ただし、「安さ」だけで選ぶと後悔するリスクもあります。私が4社見積を比較した際、最も安かったA事務所はレスポンスが遅く、インバウンド民泊事業特有の外貨建て収入の処理について明確な回答が得られませんでした。業種の特殊性や取引の複雑さを事前に伝え、「その業種の経験があるか」を確認することが、適正な事務所選びの第一歩です。建設業特化の税理士選び|1人社長が3社面談で見極めた5基準
年商3,000万円超になったときの見直しタイミング
小規模法人として事業が成長し、年商が3,000万円を超えるタイミングは、顧問契約の内容を見直す好機です。消費税の課税事業者になる可能性が高まり(消費税法上、基準期間の課税売上高が1,000万円超で課税事業者となります)、インボイス制度への対応・消費税申告の実務負荷が一気に上がります。
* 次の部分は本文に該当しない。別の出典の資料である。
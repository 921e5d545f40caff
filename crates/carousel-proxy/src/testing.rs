//! In-memory proxy driver for tests.

use std::path::Path;
use std::sync::Mutex;
use std::time::Duration;

use async_trait::async_trait;

use crate::driver::ProxyDriver;
use crate::error::{ProxyError, ProxyResult};

#[derive(Default)]
struct State {
    reject: bool,
    reload_failures: u32,
    reloads: u32,
    reload_delay: Duration,
    validated: Vec<String>,
}

/// `ProxyDriver` that records calls and fails on demand.
#[derive(Default)]
pub struct MockDriver {
    state: Mutex<State>,
}

impl MockDriver {
    pub fn new() -> Self {
        Self::default()
    }

    fn lock(&self) -> std::sync::MutexGuard<'_, State> {
        self.state.lock().unwrap_or_else(|e| e.into_inner())
    }

    /// Reject every validation while `reject` is set.
    pub fn reject_validation(&self, reject: bool) {
        self.lock().reject = reject;
    }

    /// Fail the next `times` reloads.
    pub fn fail_reloads(&self, times: u32) {
        self.lock().reload_failures = times;
    }

    /// Sleep before every reload answers, to hold a cutover in flight.
    pub fn set_reload_delay(&self, delay: Duration) {
        self.lock().reload_delay = delay;
    }

    /// Total reload calls, failed ones included.
    pub fn reload_count(&self) -> u32 {
        self.lock().reloads
    }

    /// Contents of every staged file passed to `validate`.
    pub fn validated(&self) -> Vec<String> {
        self.lock().validated.clone()
    }
}

#[async_trait]
impl ProxyDriver for MockDriver {
    async fn validate(&self, path: &Path) -> ProxyResult<()> {
        let text = std::fs::read_to_string(path).map_err(|e| ProxyError::Io {
            path: path.to_path_buf(),
            source: e,
        })?;
        let mut state = self.lock();
        state.validated.push(text);
        if state.reject {
            return Err(ProxyError::Rejected("scripted rejection".to_string()));
        }
        Ok(())
    }

    async fn reload(&self) -> ProxyResult<()> {
        let delay = self.lock().reload_delay;
        if !delay.is_zero() {
            tokio::time::sleep(delay).await;
        }
        let mut state = self.lock();
        state.reloads += 1;
        if state.reload_failures > 0 {
            state.reload_failures -= 1;
            return Err(ProxyError::Reload("scripted reload failure".to_string()));
        }
        Ok(())
    }
}
//! Cloneable front door to the rotation controller.

use std::sync::Arc;
use std::sync::atomic::{AtomicBool, Ordering};

use carousel_core::{PlanId, StatusView, Trigger};
use tokio::sync::{mpsc, oneshot, watch};

use crate::error::{RotationError, RotationResult};

/// Requests consumed by the controller loop.
#[derive(Debug)]
pub(crate) enum Command {
    Rotate {
        trigger: Trigger,
        reply: oneshot::Sender<RotationResult<PlanId>>,
    },
    ClearQuarantine {
        name: String,
        reply: oneshot::Sender<RotationResult<()>>,
    },
}

/// Sends triggers and commands to the controller and reads its status.
#[derive(Clone)]
pub struct RotationHandle {
    commands: mpsc::Sender<Command>,
    busy: Arc<AtomicBool>,
    status: watch::Receiver<StatusView>,
}

impl RotationHandle {
    pub(crate) fn new(
        commands: mpsc::Sender<Command>,
        busy: Arc<AtomicBool>,
        status: watch::Receiver<StatusView>,
    ) -> Self {
        Self {
            commands,
            busy,
            status,
        }
    }

    /// Whether a rotation plan is in flight.
    pub fn is_busy(&self) -> bool {
        self.busy.load(Ordering::Acquire)
    }

    /// Ask for a rotation cycle.
    ///
    /// Resolves once the controller has accepted the trigger (not when the
    /// cycle finishes), with the id of the plan it opened. Rejected with
    /// `RotationInProgress` while a plan is in flight; never queued.
    pub async fn rotate(&self, trigger: Trigger) -> RotationResult<PlanId> {
        // Claim the cycle here so a second caller is turned away at once.
        // The controller clears the flag when the plan finishes.
        if self
            .busy
            .compare_exchange(false, true, Ordering::AcqRel, Ordering::Acquire)
            .is_err()
        {
            return Err(RotationError::RotationInProgress);
        }
        let (reply, rx) = oneshot::channel();
        if let Err(e) = self.commands.try_send(Command::Rotate { trigger, reply }) {
            self.busy.store(false, Ordering::Release);
            return Err(match e {
                mpsc::error::TrySendError::Full(_) => RotationError::RotationInProgress,
                mpsc::error::TrySendError::Closed(_) => RotationError::ControllerStopped,
            });
        }
        rx.await.map_err(|_| RotationError::ControllerStopped)?
    }

    /// Return a Quarantined instance to Standby.
    pub async fn clear_quarantine(&self, name: &str) -> RotationResult<()> {
        let (reply, rx) = oneshot::channel();
        self.commands
            .send(Command::ClearQuarantine {
                name: name.to_string(),
                reply,
            })
            .await
            .map_err(|_| RotationError::ControllerStopped)?;
        rx.await.map_err(|_| RotationError::ControllerStopped)?
    }

    /// Latest published status.
    pub fn status(&self) -> StatusView {
        self.status.borrow().clone()
    }

    /// Watch status updates.
    pub fn subscribe(&self) -> watch::Receiver<StatusView> {
        self.status.clone()
    }
}

#[cfg(test)]
mod tests {
    use super::*;
    use crate::controller::empty_view;

    fn handle() -> (RotationHandle, mpsc::Receiver<Command>) {
        let (tx, rx) = mpsc::channel(4);
        let (_, status) = watch::channel(empty_view());
        (RotationHandle::new(tx, Arc::new(AtomicBool::new(false)), status), rx)
    }

    #[tokio::test]
    async fn second_trigger_is_rejected_before_the_first_is_picked_up() {
        let (handle, mut commands) = handle();
        let first = tokio::spawn({
            let handle = handle.clone();
            async move { handle.rotate(Trigger::Scheduled).await }
        });

        let Some(Command::Rotate { trigger, reply }) = commands.recv().await else {
            panic!("expected a rotate command");
        };
        assert_eq!(trigger, Trigger::Scheduled);
        assert!(handle.is_busy());
        assert_eq!(
            handle.rotate(Trigger::Manual).await,
            Err(RotationError::RotationInProgress)
        );
        assert!(commands.try_recv().is_err());

        reply.send(Ok(7)).unwrap();
        assert_eq!(first.await.unwrap(), Ok(7));
    }

    #[tokio::test]
    async fn stopped_controller_releases_the_claim() {
        let (handle, commands) = handle();
        drop(commands);

        assert_eq!(
            handle.rotate(Trigger::Manual).await,
            Err(RotationError::ControllerStopped)
        );
        assert!(!handle.is_busy());
    }
}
また、売上規模が上がると法人税の実効税率も変化し、法人税法上の中小法人向け特例措置——年800万円以下の所得に対する軽減税率(原則15%)——を意識した利益コントロールが経営上の課題になってきます。こうした段階になると、月次訪問・試算表確認・節税策の検討(いずれも税理士が行う業務)を含む月額4万〜6万円台の契約が現実的な選択肢になります。個別ケースによって異なりますので、所轄税務署または担当税理士にご確認ください。
1人社長が選んだ最終契約の決め手——まとめとCTA
私が4社比較の末に重視した3つの判断基準
- 業種への理解度:インバウンド民泊・外貨建て収入・住宅宿泊事業法対応の経験があるかを確認した。料金だけで選ばず、担当者の専門性を最優先にした。
- 年間総額での比較:月額顧問料・決算料・消費税申告料・記帳代行料をすべて合算した年間コストで4社を並べ直した。月額の安さが年間では逆転するケースがあった。
- レスポンスの速さと相性:初回面談時の対応スピード・回答の明確さ・話しやすさを重視した。顧問契約は数年単位で続く関係であり、「人として話しやすいか」は費用と同等に重要な要素だと感じた。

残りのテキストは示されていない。